- _TASK_: Show each line from the records below in which the word "InvalidRequest" occurs.
(SUPPLIED DATA begins)
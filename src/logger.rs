use std::fs::OpenOptions;
use std::path::Path;
use std::sync::Mutex;

use anyhow::Result;
use tracing_subscriber::EnvFilter;

/// Environment variable holding an `EnvFilter` directive, e.g. `debug` or
/// `luxurywheels=trace`.
pub const LOG_ENV: &str = "LUXURYWHEELS_LOG";

fn filter() -> EnvFilter {
    EnvFilter::try_from_env(LOG_ENV).unwrap_or_else(|_| EnvFilter::new("info"))
}

/// Install the global subscriber. Progress lines go to stdout unless
/// `log_file` is given, in which case they are appended there.
pub fn init(log_file: Option<&Path>) -> Result<()> {
    let builder = tracing_subscriber::fmt()
        .with_env_filter(filter())
        .with_target(false);

    let installed = match log_file {
        Some(path) => {
            if let Some(parent) = path.parent() {
                std::fs::create_dir_all(parent)?;
            }
            let file = OpenOptions::new().create(true).append(true).open(path)?;
            builder
                .with_ansi(false)
                .with_writer(Mutex::new(file))
                .try_init()
        }
        None => builder.with_writer(std::io::stdout).try_init(),
    };
    if installed.is_err() {
        tracing::debug!("global subscriber already installed, keeping it");
    } else {
        tracing::debug!(env = LOG_ENV, "logging initialized");
    }
    Ok(())
}
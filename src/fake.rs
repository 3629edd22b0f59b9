//! Synthetic values for seeding.
//!
//! [`FakeData`] is the provider the seed driver draws from. The driver only
//! ever sees finished values, so tests can swap in a seeded [`RandomFaker`] or
//! their own implementation.

use chrono::{Days, Local, NaiveDate};
use rand::prelude::*;
use rand::rngs::StdRng;

pub trait FakeData {
    fn name(&mut self) -> String;
    fn email(&mut self) -> String;
    fn word(&mut self) -> String;
    fn company(&mut self) -> String;
    /// A calendar date rendered as `YYYY-MM-DD`.
    fn date(&mut self) -> String;
    fn phone_number(&mut self) -> String;
    fn address(&mut self) -> String;
    fn ssn(&mut self) -> String;
    fn password(&mut self) -> String;
    /// Uniform in `[50, 500]`, rounded to cents.
    fn daily_rate(&mut self) -> f64;
    /// Uniform in `1..=8`.
    fn passenger_capacity(&mut self) -> i64;
    /// Pick one label, independently on every call.
    fn choose<'a>(&mut self, labels: &[&'a str]) -> &'a str;
}

const FIRST_NAMES: &[&str] = &[
    "James", "Mary", "Robert", "Patricia", "John", "Jennifer", "Michael", "Linda", "David",
    "Elizabeth", "William", "Barbara", "Richard", "Susan", "Joseph", "Jessica", "Thomas",
    "Sarah", "Charles", "Karen", "Daniel", "Nancy", "Matthew", "Lisa", "Anthony", "Betty",
];

const LAST_NAMES: &[&str] = &[
    "Smith", "Johnson", "Williams", "Brown", "Jones", "Garcia", "Miller", "Davis", "Rodriguez",
    "Martinez", "Hernandez", "Lopez", "Gonzalez", "Wilson", "Anderson", "Taylor", "Moore",
    "Jackson", "Martin", "Lee", "Thompson", "White", "Harris", "Clark", "Lewis", "Walker",
];

const EMAIL_DOMAINS: &[&str] = &[
    "example.com", "example.org", "example.net", "mail.test", "inbox.test",
];

const WORDS: &[&str] = &[
    "aurora", "summit", "vector", "harbor", "falcon", "meridian", "cascade", "zephyr", "atlas",
    "orbit", "voyager", "comet", "ember", "granite", "horizon", "nomad", "pioneer", "quartz",
    "ranger", "sierra", "tempest", "vista", "willow", "zenith",
];

const COMPANY_SUFFIXES: &[&str] = &["Inc", "LLC", "Group", "and Sons", "Ltd", "PLC", "Motors"];

const STREET_SUFFIXES: &[&str] = &[
    "Street", "Avenue", "Road", "Lane", "Drive", "Court", "Way", "Boulevard",
];

const CITIES: &[&str] = &[
    "Springfield", "Riverside", "Fairview", "Franklin", "Greenville", "Clinton", "Madison",
    "Georgetown", "Salem", "Arlington",
];

const STATES: &[&str] = &["AL", "CA", "CO", "FL", "GA", "IL", "NY", "OH", "TX", "WA"];

const PASSWORD_CHARSET: &[u8] =
    b"abcdefghijklmnopqrstuvwxyzABCDEFGHIJKLMNOPQRSTUVWXYZ0123456789!@#$%^&*()_+";

pub struct RandomFaker {
    rng: StdRng,
}

impl RandomFaker {
    pub fn seeded(seed: u64) -> Self {
        Self { rng: StdRng::seed_from_u64(seed) }
    }

    pub fn from_os_rng() -> Self {
        Self { rng: StdRng::from_os_rng() }
    }

    fn pick(&mut self, list: &[&'static str]) -> &'static str {
        list[self.rng.random_range(0..list.len())]
    }
}

impl FakeData for RandomFaker {
    fn name(&mut self) -> String {
        format!("{} {}", self.pick(FIRST_NAMES), self.pick(LAST_NAMES))
    }

    fn email(&mut self) -> String {
        let first = self.pick(FIRST_NAMES).to_lowercase();
        let last = self.pick(LAST_NAMES).to_lowercase();
        let n: u32 = self.rng.random_range(0..10_000);
        format!("{first}.{last}{n}@{}", self.pick(EMAIL_DOMAINS))
    }

    fn word(&mut self) -> String {
        self.pick(WORDS).to_string()
    }

    fn company(&mut self) -> String {
        match self.rng.random_range(0..3u8) {
            0 => format!("{} {}", self.pick(LAST_NAMES), self.pick(COMPANY_SUFFIXES)),
            1 => format!("{}-{}", self.pick(LAST_NAMES), self.pick(LAST_NAMES)),
            _ => format!(
                "{}, {} and {}",
                self.pick(LAST_NAMES),
                self.pick(LAST_NAMES),
                self.pick(LAST_NAMES)
            ),
        }
    }

    fn date(&mut self) -> String {
        let epoch = NaiveDate::from_ymd_opt(1970, 1, 1).unwrap_or(NaiveDate::MIN);
        let span = (Local::now().date_naive() - epoch).num_days().max(1) as u64;
        let offset = self.rng.random_range(0..=span);
        epoch
            .checked_add_days(Days::new(offset))
            .unwrap_or(epoch)
            .format("%Y-%m-%d")
            .to_string()
    }

    fn phone_number(&mut self) -> String {
        format!(
            "({:03}) {:03}-{:04}",
            self.rng.random_range(200..1000),
            self.rng.random_range(200..1000),
            self.rng.random_range(0..10_000)
        )
    }

    fn address(&mut self) -> String {
        let number: u32 = self.rng.random_range(1..10_000);
        let street = format!("{} {}", self.pick(LAST_NAMES), self.pick(STREET_SUFFIXES));
        let zip: u32 = self.rng.random_range(10_000..100_000);
        format!("{number} {street}\n{}, {} {zip}", self.pick(CITIES), self.pick(STATES))
    }

    fn ssn(&mut self) -> String {
        // Area 000, 666 and 900+ are never issued.
        let mut area: u32 = self.rng.random_range(1..900);
        if area == 666 {
            area = 665;
        }
        format!(
            "{area:03}-{:02}-{:04}",
            self.rng.random_range(1..100),
            self.rng.random_range(1..10_000)
        )
    }

    fn password(&mut self) -> String {
        (0..10)
            .map(|_| PASSWORD_CHARSET[self.rng.random_range(0..PASSWORD_CHARSET.len())] as char)
            .collect()
    }

    fn daily_rate(&mut self) -> f64 {
        let raw: f64 = self.rng.random_range(50.0..=500.0);
        (raw * 100.0).round() / 100.0
    }

    fn passenger_capacity(&mut self) -> i64 {
        self.rng.random_range(1..=8)
    }

    fn choose<'a>(&mut self, labels: &[&'a str]) -> &'a str {
        labels[self.rng.random_range(0..labels.len())]
    }
}

#[cfg(test)]
mod tests {
    use super::*;

    #[test]
    fn seeded_fakers_are_reproducible() {
        let mut a = RandomFaker::seeded(7);
        let mut b = RandomFaker::seeded(7);
        for _ in 0..5 {
            assert_eq!(a.email(), b.email());
            assert_eq!(a.address(), b.address());
        }
    }

    #[test]
    fn numeric_fields_stay_in_range() {
        let mut f = RandomFaker::seeded(42);
        for _ in 0..500 {
            let rate = f.daily_rate();
            assert!((50.0..=500.0).contains(&rate), "rate {rate}");
            assert_eq!((rate * 100.0).round() / 100.0, rate);
            assert!((1..=8).contains(&f.passenger_capacity()));
        }
    }

    #[test]
    fn dates_are_iso_formatted() {
        let mut f = RandomFaker::seeded(3);
        for _ in 0..50 {
            let d = f.date();
            assert!(NaiveDate::parse_from_str(&d, "%Y-%m-%d").is_ok(), "{d}");
        }
    }

    #[test]
    fn text_fields_are_not_empty() {
        let mut f = RandomFaker::seeded(11);
        for value in [
            f.name(),
            f.email(),
            f.word(),
            f.company(),
            f.phone_number(),
            f.address(),
            f.ssn(),
            f.password(),
        ] {
            assert!(!value.is_empty());
        }
        assert!(f.email().contains('@'));
    }

    #[test]
    fn choose_returns_one_of_the_labels() {
        let mut f = RandomFaker::seeded(5);
        let labels = ["admin", "customer"];
        for _ in 0..50 {
            assert!(labels.contains(&f.choose(&labels)));
        }
    }
}
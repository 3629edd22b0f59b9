use rusqlite::params;
use tracing::debug;

use super::{Store, Table};
use crate::error::{Result, SeedError};

#[derive(Debug, Clone, Copy, PartialEq, Eq)]
pub enum Category {
    Sedan,
    Suv,
}

impl Category {
    pub const ALL: [Category; 2] = [Category::Sedan, Category::Suv];

    pub fn as_str(self) -> &'static str {
        match self {
            Category::Sedan => "Sedan",
            Category::Suv => "SUV",
        }
    }
}

#[derive(Debug, Clone, Copy, PartialEq, Eq)]
pub enum Transmission {
    Manual,
    Automatic,
}

impl Transmission {
    pub const ALL: [Transmission; 2] = [Transmission::Manual, Transmission::Automatic];

    pub fn as_str(self) -> &'static str {
        match self {
            Transmission::Manual => "Manual",
            Transmission::Automatic => "Automatic",
        }
    }
}

#[derive(Debug, Clone, Copy, PartialEq, Eq)]
pub enum VehicleType {
    Car,
    Truck,
}

impl VehicleType {
    pub const ALL: [VehicleType; 2] = [VehicleType::Car, VehicleType::Truck];

    pub fn as_str(self) -> &'static str {
        match self {
            VehicleType::Car => "Car",
            VehicleType::Truck => "Truck",
        }
    }
}

#[derive(Debug, Clone, PartialEq)]
pub struct NewVehicle {
    pub make: String,
    pub model: String,
    pub category: String,
    pub transmission: String,
    pub vehicle_type: String,
    pub daily_rate: f64,
    pub last_revision_date: String,
    pub next_revision_date: String,
    pub last_inspection_date: String,
    pub passenger_capacity: i64,
}

pub fn insert_vehicle(store: &Store, vehicle: &NewVehicle) -> Result<i64> {
    let conn = store.connection()?;
    conn.execute(
        "INSERT INTO Vehicles(make, model, category, transmission, vehicle_type, daily_rate, \
         last_revision_date, next_revision_date, last_inspection_date, passenger_capacity) \
         VALUES(?1, ?2, ?3, ?4, ?5, ?6, ?7, ?8, ?9, ?10)",
        params![
            vehicle.make,
            vehicle.model,
            vehicle.category,
            vehicle.transmission,
            vehicle.vehicle_type,
            vehicle.daily_rate,
            vehicle.last_revision_date,
            vehicle.next_revision_date,
            vehicle.last_inspection_date,
            vehicle.passenger_capacity,
        ],
    )
    .map_err(|e| SeedError::from_write(Table::Vehicles, e))?;
    let id = conn.last_insert_rowid();
    debug!(vehicle_id = id, make = %vehicle.make, "vehicle inserted");
    Ok(id)
}
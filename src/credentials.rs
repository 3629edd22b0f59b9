use tracing::debug;

use crate::error::{Result, SeedError};

/// Work factor used when the configuration does not override it.
pub const HASH_COST: u32 = bcrypt::DEFAULT_COST;
pub const MIN_HASH_COST: u32 = 4;
pub const MAX_HASH_COST: u32 = 31;
/// bcrypt ignores every byte past this; longer passwords are refused.
pub const MAX_PASSWORD_BYTES: usize = 72;

/// Salted bcrypt hashing. The salt is drawn per call and embedded in the
/// digest, so hashing the same plaintext twice gives two different strings.
#[derive(Debug, Clone, Copy)]
pub struct PasswordHasher {
    cost: u32,
}

impl Default for PasswordHasher {
    fn default() -> Self {
        Self { cost: HASH_COST }
    }
}

impl PasswordHasher {
    pub fn new(cost: u32) -> Self {
        Self { cost }
    }

    pub fn cost(&self) -> u32 {
        self.cost
    }

    pub fn hash(&self, plaintext: &str) -> Result<String> {
        if plaintext.len() > MAX_PASSWORD_BYTES {
            return Err(SeedError::PasswordTooLong {
                len: plaintext.len(),
                max: MAX_PASSWORD_BYTES,
            });
        }
        Ok(bcrypt::hash(plaintext, self.cost)?)
    }

    pub fn verify(&self, plaintext: &str, digest: &str) -> bool {
        if plaintext.len() > MAX_PASSWORD_BYTES {
            return false;
        }
        match bcrypt::verify(plaintext, digest) {
            Ok(matches) => matches,
            Err(err) => {
                debug!(error = %err, "stored digest is not a bcrypt hash");
                false
            }
        }
    }
}
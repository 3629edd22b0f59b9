use anyhow::{bail, Context, Result};
use serde::Deserialize;
use std::fs;
use std::path::{Path, PathBuf};

use crate::credentials::{HASH_COST, MAX_HASH_COST, MIN_HASH_COST};

const APP_NAME: &str = "luxurywheels";
const CONFIG_FILE: &str = "seed.yaml";

pub const DEFAULT_DATABASE: &str = "LuxuryWheels.db";
pub const DEFAULT_COUNT: usize = 10;
pub const DEFAULT_MAX_ATTEMPTS: u32 = 5;

#[derive(Debug, Clone, Deserialize, PartialEq)]
#[serde(default, deny_unknown_fields)]
pub struct SeedConfig {
    pub database: PathBuf,
    pub count: usize,
    pub hash_cost: u32,
    /// Fresh rows drawn per entity when an email collides.
    pub max_attempts: u32,
    pub rng_seed: Option<u64>,
    pub log_file: Option<PathBuf>,
}

impl Default for SeedConfig {
    fn default() -> Self {
        Self {
            database: PathBuf::from(DEFAULT_DATABASE),
            count: DEFAULT_COUNT,
            hash_cost: HASH_COST,
            max_attempts: DEFAULT_MAX_ATTEMPTS,
            rng_seed: None,
            log_file: None,
        }
    }
}

impl SeedConfig {
    pub fn from_yaml(data: &[u8]) -> Result<Self> {
        let config: SeedConfig = serde_yaml::from_slice(data)?;
        Ok(config)
    }

    pub fn validate(&self) -> Result<()> {
        if !(MIN_HASH_COST..=MAX_HASH_COST).contains(&self.hash_cost) {
            bail!(
                "hash_cost must be between {MIN_HASH_COST} and {MAX_HASH_COST}, got {}",
                self.hash_cost
            );
        }
        if self.max_attempts == 0 {
            bail!("max_attempts must be at least 1");
        }
        Ok(())
    }
}

/// Return the application config directory path. Unlike a writer, the seeder
/// never creates it.
pub fn get_app_config_path() -> Result<PathBuf> {
    let mut path = if cfg!(target_os = "macos") {
        dirs_next::home_dir().map(|h| h.join(".config"))
    } else {
        dirs_next::config_dir()
    }
    .ok_or_else(|| anyhow::anyhow!("failed to find os config dir."))?;

    path.push(APP_NAME);
    Ok(path)
}

fn read_config(path: &Path) -> Result<SeedConfig> {
    let data = fs::read(path).with_context(|| format!("failed to read {}", path.display()))?;
    SeedConfig::from_yaml(&data)
        .with_context(|| format!("failed to parse YAML at {}", path.display()))
}

/// Load the seeding configuration. An explicit path must exist; otherwise the
/// file under the app config dir is used when present, else defaults.
pub fn load_config(explicit: Option<&Path>) -> Result<SeedConfig> {
    if let Some(path) = explicit {
        return read_config(path);
    }
    let Ok(dir) = get_app_config_path() else {
        return Ok(SeedConfig::default());
    };
    let path = dir.join(CONFIG_FILE);
    if !path.exists() {
        return Ok(SeedConfig::default());
    }
    read_config(&path)
}
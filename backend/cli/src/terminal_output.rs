//! Terminal output: colored notes, simple tables, unbuffered stream writes.

use std::io::Write;

pub const RESET: &str = "\x1b[0m";
pub const BOLD: &str = "\x1b[1m";
pub const DIM: &str = "\x1b[2m";
const GREEN: &str = "\x1b[32m";
const YELLOW: &str = "\x1b[33m";
const CYAN: &str = "\x1b[36m";

/// Color unless `NO_COLOR` is set or the terminal is dumb.
pub fn supports_color() -> bool {
    std::env::var_os("NO_COLOR").is_none()
        && std::env::var("TERM").map(|t| t != "dumb").unwrap_or(false)
}

fn note(color: &str, symbol: &str, plain: &str, msg: &str) -> String {
    if supports_color() {
        format!("{color}{BOLD}{symbol}{RESET} {msg}")
    } else {
        format!("{plain}: {msg}")
    }
}

pub fn note_info(msg: &str) {
    println!("{}", note(CYAN, "ℹ", "INFO", msg));
}

pub fn note_warn(msg: &str) {
    eprintln!("{}", note(YELLOW, "⚠", "WARN", msg));
}

pub fn note_success(msg: &str) {
    println!("{}", note(GREEN, "✓", "OK", msg));
}

/// Styled text, or plain text when color is off.
pub fn styled(style: &str, text: &str) -> String {
    if supports_color() {
        format!("{style}{text}{RESET}")
    } else {
        text.to_string()
    }
}

/// Left-aligned table with a header row and a dashed rule.
pub fn render_table(headers: &[&str], rows: &[Vec<String>]) -> String {
    let mut widths: Vec<usize> = headers.iter().map(|h| h.chars().count()).collect();
    for row in rows {
        for (width, cell) in widths.iter_mut().zip(row) {
            *width = (*width).max(cell.chars().count());
        }
    }

    let rule: Vec<String> = widths.iter().map(|w| "-".repeat(*w)).collect();
    let mut out = format_row(headers.iter().copied(), &widths);
    out.push_str(&format_row(rule.iter().map(String::as_str), &widths));
    for row in rows {
        out.push_str(&format_row(row.iter().map(String::as_str), &widths));
    }
    out
}

fn format_row<'a>(cells: impl Iterator<Item = &'a str>, widths: &[usize]) -> String {
    let joined = cells
        .zip(widths)
        .map(|(cell, &width)| format!("{cell:<width$}"))
        .collect::<Vec<_>>()
        .join("  ");
    format!("{}\n", joined.trim_end())
}

/// Write one chunk and flush so partial replies show up immediately.
pub fn stream_write(writer: &mut impl Write, chunk: &str) -> std::io::Result<()> {
    writer.write_all(chunk.as_bytes())?;
    writer.flush()
}

#[cfg(test)]
mod tests {
    use super::*;

    #[test]
    fn test_table_columns_align() {
        let rows = vec![
            vec!["mission-bay-loft".to_string(), "pending".to_string()],
            vec!["noe".to_string(), "available".to_string()],
        ];
        let table = render_table(&["ID", "STATUS"], &rows);
        let lines: Vec<&str> = table.lines().collect();
        assert_eq!(lines.len(), 4);
        assert_eq!(lines[0], "ID                STATUS");
        assert!(lines[1].starts_with("----------------  ------"));
        assert_eq!(lines[3], "noe               available");
    }

    #[test]
    fn test_stream_write_appends() {
        let mut buf = Vec::new();
        stream_write(&mut buf, "Hel").unwrap();
        stream_write(&mut buf, "lo").unwrap();
        assert_eq!(buf, b"Hello");
    }
}
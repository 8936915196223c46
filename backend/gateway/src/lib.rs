//! Atlas chat gateway.
//!
//! Serves the streaming chat proxy and the read-only property catalog.

pub mod chat;
pub mod error;
pub mod health_api;
pub mod prompt;
pub mod properties;
pub mod relay;
pub mod server;

pub use error::ApiError;
pub use server::{build_router, start_server, GatewayState};
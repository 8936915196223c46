//! Mapping of pipeline errors onto HTTP responses.

use axum::{
    http::StatusCode,
    response::{IntoResponse, Response},
    Json,
};
use serde_json::json;
use tracing::{error, warn};

use atlas_core::AtlasError;
use atlas_logging::redact_sensitive_data;

/// An [`AtlasError`] rendered as a JSON `{ "error": ... }` response.
#[derive(Debug)]
pub struct ApiError(pub AtlasError);

impl From<AtlasError> for ApiError {
    fn from(err: AtlasError) -> Self {
        Self(err)
    }
}

impl ApiError {
    pub fn status(&self) -> StatusCode {
        match self.0 {
            AtlasError::InvalidRequest(_) => StatusCode::BAD_REQUEST,
            _ => StatusCode::INTERNAL_SERVER_ERROR,
        }
    }

    /// Client-facing message. Provider details stay in the logs.
    fn public_message(&self) -> String {
        match &self.0 {
            AtlasError::InvalidRequest(msg) | AtlasError::Misconfigured(msg) => msg.clone(),
            AtlasError::ProviderFailure { .. }
            | AtlasError::StreamInterrupted(_)
            | AtlasError::StreamUnavailable => "Unable to generate response".to_string(),
            AtlasError::Config(_) | AtlasError::Other(_) => "Internal server error".to_string(),
        }
    }
}

impl IntoResponse for ApiError {
    fn into_response(self) -> Response {
        let status = self.status();
        let detail = redact_sensitive_data(&self.0.to_string());
        if status.is_server_error() {
            error!(kind = self.0.kind(), error = %detail, "Chat request failed");
        } else {
            warn!(kind = self.0.kind(), error = %detail, "Chat request rejected");
        }
        (status, Json(json!({ "error": self.public_message() }))).into_response()
    }
}
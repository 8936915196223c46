//! `atlas-config`: Atlas runtime configuration management.
//!
//! Provides:
//! - Typed config schema (server, provider, chat, logging)
//! - YAML loading
//! - `${ENV_VAR}` substitution and direct env overrides
//! - Config redaction for safe logging/display
//! - Validation

pub mod defaults;
pub mod env;
pub mod io;
pub mod redact;
pub mod schema;
pub mod validation;

// Re-export most-used types at crate root.
pub use env::{apply_env_overrides, process_env, resolve_env_vars, MissingEnvVarError};
pub use io::{config_dir, config_file_path, load_config, load_raw_config};
pub use redact::redact;
pub use schema::{AtlasConfig, ChatConfig, LoggingConfig, ProviderConfig, ServerConfig};
pub use validation::{validate, ConfigValidationError, ValidationReport};

use anyhow::{bail, Context, Result};
use std::collections::HashMap;
use std::path::Path;

/// Load, substitute env vars, apply env overrides, and validate.
///
/// This is the main entry point for loading a config at runtime. Validation
/// errors fail the load; warnings are logged.
pub async fn load_and_prepare(path: &Path, env: &HashMap<String, String>) -> Result<AtlasConfig> {
    let raw = load_raw_config(path).await?;

    let value = resolve_env_vars(&raw, env).context("Failed to resolve env vars in config")?;

    let config: AtlasConfig =
        serde_json::from_value(value).context("Failed to deserialize config after processing")?;

    let config = apply_env_overrides(config, env);

    let report = validate(&config);
    for warning in &report.warnings {
        tracing::warn!(path = %warning.path, message = %warning.message, "Config warning");
    }
    for error in &report.errors {
        tracing::error!(path = %error.path, message = %error.message, "Config error");
    }
    if !report.is_valid() {
        bail!("Invalid configuration: {}", report.errors[0]);
    }

    Ok(config)
}
use async_trait::async_trait;
use futures::stream::BoxStream;
use serde::{Deserialize, Serialize};

use crate::error::AtlasError;

/// Stream of incremental text fragments from a provider.
///
/// Dropping the stream must release the underlying provider connection.
pub type FragmentStream = BoxStream<'static, Result<String, AtlasError>>;

/// Trait for streaming LLM providers used by the chat proxy.
#[async_trait]
pub trait LlmProvider: Send + Sync {
    /// Provider name (e.g., "openai", "mock").
    fn name(&self) -> &str;

    /// Whether a credential is available. Checked before any network call.
    fn is_configured(&self) -> bool;

    /// Open a streaming completion.
    ///
    /// Errors returned here happen before any fragment exists; errors yielded
    /// by the stream happen mid-flight.
    async fn stream_chat(&self, request: &CompletionRequest) -> Result<FragmentStream, AtlasError>;
}

/// Role of a message inside a composed provider prompt.
#[derive(Debug, Clone, Copy, Serialize, Deserialize, PartialEq, Eq)]
#[serde(rename_all = "snake_case")]
pub enum PromptRole {
    System,
    User,
    Assistant,
}

/// One message of a composed provider prompt.
#[derive(Debug, Clone, Serialize, Deserialize, PartialEq)]
pub struct PromptMessage {
    pub role: PromptRole,
    pub content: String,
}

impl PromptMessage {
    pub fn system(content: impl Into<String>) -> Self {
        Self {
            role: PromptRole::System,
            content: content.into(),
        }
    }

    pub fn user(content: impl Into<String>) -> Self {
        Self {
            role: PromptRole::User,
            content: content.into(),
        }
    }

    pub fn assistant(content: impl Into<String>) -> Self {
        Self {
            role: PromptRole::Assistant,
            content: content.into(),
        }
    }
}

/// Streaming completion request sent to a provider.
#[derive(Debug, Clone, PartialEq)]
pub struct CompletionRequest {
    pub model: String,
    pub messages: Vec<PromptMessage>,
    pub temperature: f32,
    pub top_p: f32,
}
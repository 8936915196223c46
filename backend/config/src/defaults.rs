//! Default values for every config field.

pub const DEFAULT_BIND_ADDRESS: &str = "0.0.0.0";
pub const DEFAULT_PORT: u16 = 8080;

pub const DEFAULT_PROVIDER_BASE_URL: &str = "https://api.openai.com/v1";
pub const DEFAULT_MODEL: &str = "gpt-4o-mini";
pub const DEFAULT_CONNECT_TIMEOUT_SECS: u64 = 10;

/// Number of prior messages a client sends with each chat request.
pub const DEFAULT_HISTORY_WINDOW: usize = 6;

/// Upper bound accepted by validation for the history window.
pub const MAX_HISTORY_WINDOW: usize = 50;

pub const DEFAULT_LOG_LEVEL: &str = "info";
//! Atlas chat client.
//!
//! Sends chat turns to the gateway and accumulates the streamed reply into a
//! single growing assistant message.

pub mod accumulator;
pub mod decoder;
pub mod error;
pub mod session;
pub mod state;
pub mod transport;

pub use accumulator::{append_fragment, Transcript};
pub use decoder::Utf8ChunkDecoder;
pub use error::ClientError;
pub use session::{
    focus_announcement, CancelHandle, ChatSession, SessionEvent, DEFAULT_HISTORY_WINDOW,
    FALLBACK_APOLOGY, INTERRUPTION_NOTICE,
};
pub use state::{FailureReason, StreamState};
pub use transport::{ByteStream, ChatTransport, HttpTransport, TransportResponse};
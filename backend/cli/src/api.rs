//! HTTP client for the gateway's read-only endpoints.

use anyhow::{Context, Result};
use reqwest::Client;
use serde_json::Value;

use atlas_core::Property;

pub struct GatewayClient {
    client: Client,
    base_url: String,
}

impl GatewayClient {
    pub fn new(base_url: &str) -> Self {
        Self {
            client: Client::new(),
            base_url: base_url.trim_end_matches('/').to_string(),
        }
    }

    pub fn base_url(&self) -> &str {
        &self.base_url
    }

    /// `GET /api/health`
    pub async fn health(&self) -> Result<Value> {
        self.get_json("/api/health").await
    }

    /// `GET /api/properties`
    pub async fn properties(&self) -> Result<Vec<Property>> {
        let value = self.get_json("/api/properties").await?;
        serde_json::from_value(value).context("Unexpected property list shape")
    }

    async fn get_json(&self, path: &str) -> Result<Value> {
        let url = format!("{}{path}", self.base_url);
        let response = self
            .client
            .get(&url)
            .send()
            .await
            .with_context(|| format!("Could not reach {url}"))?
            .error_for_status()
            .with_context(|| format!("Request to {url} failed"))?;
        response
            .json()
            .await
            .with_context(|| format!("Invalid JSON from {url}"))
    }
}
(SUPPLIED DATA ends)
- _REPLY_:
            AtlasError::InvalidRequest(_) => StatusCode::BAD_REQUEST,
            AtlasError::InvalidRequest(msg) | AtlasError::Misconfigured(msg) => msg.clone(),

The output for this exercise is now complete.